■ **Task material**

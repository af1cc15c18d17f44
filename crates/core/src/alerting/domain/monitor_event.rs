use std::fmt;
use std::time::Duration;

use crate::actuation::domain::actuator_sink::ActuatorId;
use crate::geometry::aspect_ratio::FaceMetrics;
use crate::shared::clock::Timestamp;

/// Severity bucket used when forwarding events to a log backend.
#[derive(Clone, Copy, Debug, PartialEq, Eq)]
pub enum EventSeverity {
    Frame,
    Lifecycle,
    Transition,
    Failure,
}

/// Structured record of everything the monitor observes or decides.
#[derive(Clone, Debug, PartialEq)]
pub enum MonitorEvent {
    Started {
        at: Timestamp,
    },
    Metrics {
        at: Timestamp,
        metrics: FaceMetrics,
        ear_counter: u32,
        mar_counter: u32,
    },
    AlertOn {
        at: Timestamp,
        metrics: FaceMetrics,
        ear_counter: u32,
        mar_counter: u32,
    },
    EscalateOn {
        at: Timestamp,
        metrics: FaceMetrics,
        alert_elapsed: Duration,
    },
    AlertCleared {
        at: Timestamp,
        metrics: FaceMetrics,
        alert_elapsed: Duration,
        /// Recovery came within the clear window.
        false_alarm: bool,
    },
    EscalationCleared {
        at: Timestamp,
        metrics: FaceMetrics,
        alert_elapsed: Duration,
    },
    GeometryError {
        at: Timestamp,
        frame: usize,
        message: String,
    },
    CameraError {
        at: Timestamp,
        message: String,
    },
    EndOfStream {
        at: Timestamp,
        frames: usize,
    },
    ActuatorError {
        at: Timestamp,
        output: ActuatorId,
        message: String,
    },
    Shutdown {
        at: Timestamp,
        reason: String,
    },
}

impl MonitorEvent {
    pub fn kind(&self) -> &'static str {
        match self {
            MonitorEvent::Started { .. } => "started",
            MonitorEvent::Metrics { .. } => "metrics",
            MonitorEvent::AlertOn { .. } => "alert_on",
            MonitorEvent::EscalateOn { .. } => "escalate_on",
            MonitorEvent::AlertCleared { .. } => "alert_cleared",
            MonitorEvent::EscalationCleared { .. } => "escalation_cleared",
            MonitorEvent::GeometryError { .. } => "geometry_error",
            MonitorEvent::CameraError { .. } => "camera_error",
            MonitorEvent::EndOfStream { .. } => "end_of_stream",
            MonitorEvent::ActuatorError { .. } => "actuator_error",
            MonitorEvent::Shutdown { .. } => "shutdown",
        }
    }

    pub fn at(&self) -> Timestamp {
        match self {
            MonitorEvent::Started { at }
            | MonitorEvent::Metrics { at, .. }
            | MonitorEvent::AlertOn { at, .. }
            | MonitorEvent::EscalateOn { at, .. }
            | MonitorEvent::AlertCleared { at, .. }
            | MonitorEvent::EscalationCleared { at, .. }
            | MonitorEvent::GeometryError { at, .. }
            | MonitorEvent::CameraError { at, .. }
            | MonitorEvent::EndOfStream { at, .. }
            | MonitorEvent::ActuatorError { at, .. }
            | MonitorEvent::Shutdown { at, .. } => *at,
        }
    }

    pub fn severity(&self) -> EventSeverity {
        match self {
            MonitorEvent::Metrics { .. } => EventSeverity::Frame,
            MonitorEvent::AlertOn { .. }
            | MonitorEvent::EscalateOn { .. }
            | MonitorEvent::AlertCleared { .. }
            | MonitorEvent::EscalationCleared { .. } => EventSeverity::Transition,
            MonitorEvent::GeometryError { .. }
            | MonitorEvent::CameraError { .. }
            | MonitorEvent::ActuatorError { .. } => EventSeverity::Failure,
            MonitorEvent::Started { .. }
            | MonitorEvent::EndOfStream { .. }
            | MonitorEvent::Shutdown { .. } => EventSeverity::Lifecycle,
        }
    }

    pub fn metrics(&self) -> Option<FaceMetrics> {
        match self {
            MonitorEvent::Metrics { metrics, .. }
            | MonitorEvent::AlertOn { metrics, .. }
            | MonitorEvent::EscalateOn { metrics, .. }
            | MonitorEvent::AlertCleared { metrics, .. }
            | MonitorEvent::EscalationCleared { metrics, .. } => Some(*metrics),
            _ => None,
        }
    }
}

/// One `key=value` line, e.g. `t=3.000 kind=alert_on ear=0.10 mar=0.30 ear_frames=48 mar_frames=0`.
impl fmt::Display for MonitorEvent {
    fn fmt(&self, f: &mut fmt::Formatter<'_>) -> fmt::Result {
        write!(f, "t={} kind={}", self.at(), self.kind())?;
        if let Some(m) = self.metrics() {
            write!(f, " ear={:.2} mar={:.2}", m.ear, m.mar)?;
        }
        match self {
            MonitorEvent::Metrics {
                ear_counter,
                mar_counter,
                ..
            }
            | MonitorEvent::AlertOn {
                ear_counter,
                mar_counter,
                ..
            } => write!(f, " ear_frames={ear_counter} mar_frames={mar_counter}"),
            MonitorEvent::EscalateOn { alert_elapsed, .. }
            | MonitorEvent::EscalationCleared { alert_elapsed, .. } => {
                write!(f, " alert_elapsed={:.3}", alert_elapsed.as_secs_f64())
            }
            MonitorEvent::AlertCleared {
                alert_elapsed,
                false_alarm,
                ..
            } => write!(
                f,
                " alert_elapsed={:.3} false_alarm={false_alarm}",
                alert_elapsed.as_secs_f64()
            ),
            MonitorEvent::GeometryError { frame, message, .. } => {
                write!(f, " frame={frame} error=\"{message}\"")
            }
            MonitorEvent::CameraError { message, .. } => write!(f, " error=\"{message}\""),
            MonitorEvent::EndOfStream { frames, .. } => write!(f, " frames={frames}"),
            MonitorEvent::ActuatorError {
                output, message, ..
            } => write!(f, " output={output} error=\"{message}\""),
            MonitorEvent::Shutdown { reason, .. } => write!(f, " reason={reason}"),
            MonitorEvent::Started { .. } => Ok(()),
        }
    }
}

#[cfg(test)]
mod tests {
    use super::*;

    fn t(secs: f64) -> Timestamp {
        Timestamp::from_secs_f64(secs)
    }

    #[test]
    fn test_metrics_line() {
        let event = MonitorEvent::Metrics {
            at: t(1.5),
            metrics: FaceMetrics::new(0.104, 0.3),
            ear_counter: 12,
            mar_counter: 0,
        };
        assert_eq!(
            event.to_string(),
            "t=1.500 kind=metrics ear=0.10 mar=0.30 ear_frames=12 mar_frames=0"
        );
        assert_eq!(event.severity(), EventSeverity::Frame);
    }

    #[test]
    fn test_alert_cleared_line_reports_false_alarm() {
        let event = MonitorEvent::AlertCleared {
            at: t(4.0),
            metrics: FaceMetrics::new(0.4, 0.2),
            alert_elapsed: Duration::from_millis(1250),
            false_alarm: true,
        };
        assert_eq!(
            event.to_string(),
            "t=4.000 kind=alert_cleared ear=0.40 mar=0.20 alert_elapsed=1.250 false_alarm=true"
        );
        assert_eq!(event.severity(), EventSeverity::Transition);
    }

    #[test]
    fn test_failure_events_carry_context() {
        let geometry = MonitorEvent::GeometryError {
            at: t(0.0),
            frame: 7,
            message: "degenerate eye contour".into(),
        };
        assert_eq!(
            geometry.to_string(),
            "t=0.000 kind=geometry_error frame=7 error=\"degenerate eye contour\""
        );

        let actuator = MonitorEvent::ActuatorError {
            at: t(2.0),
            output: ActuatorId::Primary,
            message: "EIO".into(),
        };
        assert_eq!(actuator.kind(), "actuator_error");
        assert!(actuator.to_string().contains("output=buzzer"));
        assert_eq!(actuator.severity(), EventSeverity::Failure);
        assert_eq!(actuator.metrics(), None);
    }

    #[test]
    fn test_kinds_cover_required_names() {
        let m = FaceMetrics::new(0.2, 0.2);
        let kinds: Vec<_> = [
            MonitorEvent::Metrics {
                at: t(0.0),
                metrics: m,
                ear_counter: 0,
                mar_counter: 0,
            },
            MonitorEvent::AlertOn {
                at: t(0.0),
                metrics: m,
                ear_counter: 0,
                mar_counter: 0,
            },
            MonitorEvent::EscalateOn {
                at: t(0.0),
                metrics: m,
                alert_elapsed: Duration::ZERO,
            },
            MonitorEvent::EscalationCleared {
                at: t(0.0),
                metrics: m,
                alert_elapsed: Duration::ZERO,
            },
            MonitorEvent::CameraError {
                at: t(0.0),
                message: String::new(),
            },
        ]
        .iter()
        .map(MonitorEvent::kind)
        .collect();
        assert_eq!(
            kinds,
            ["metrics", "alert_on", "escalate_on", "escalation_cleared", "camera_error"]
        );
    }
}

■ **Your task**
Using the entries above, tally how many lines have the word "AlertCleared" in them; write the number and nothing more.

■ **Finished task**
7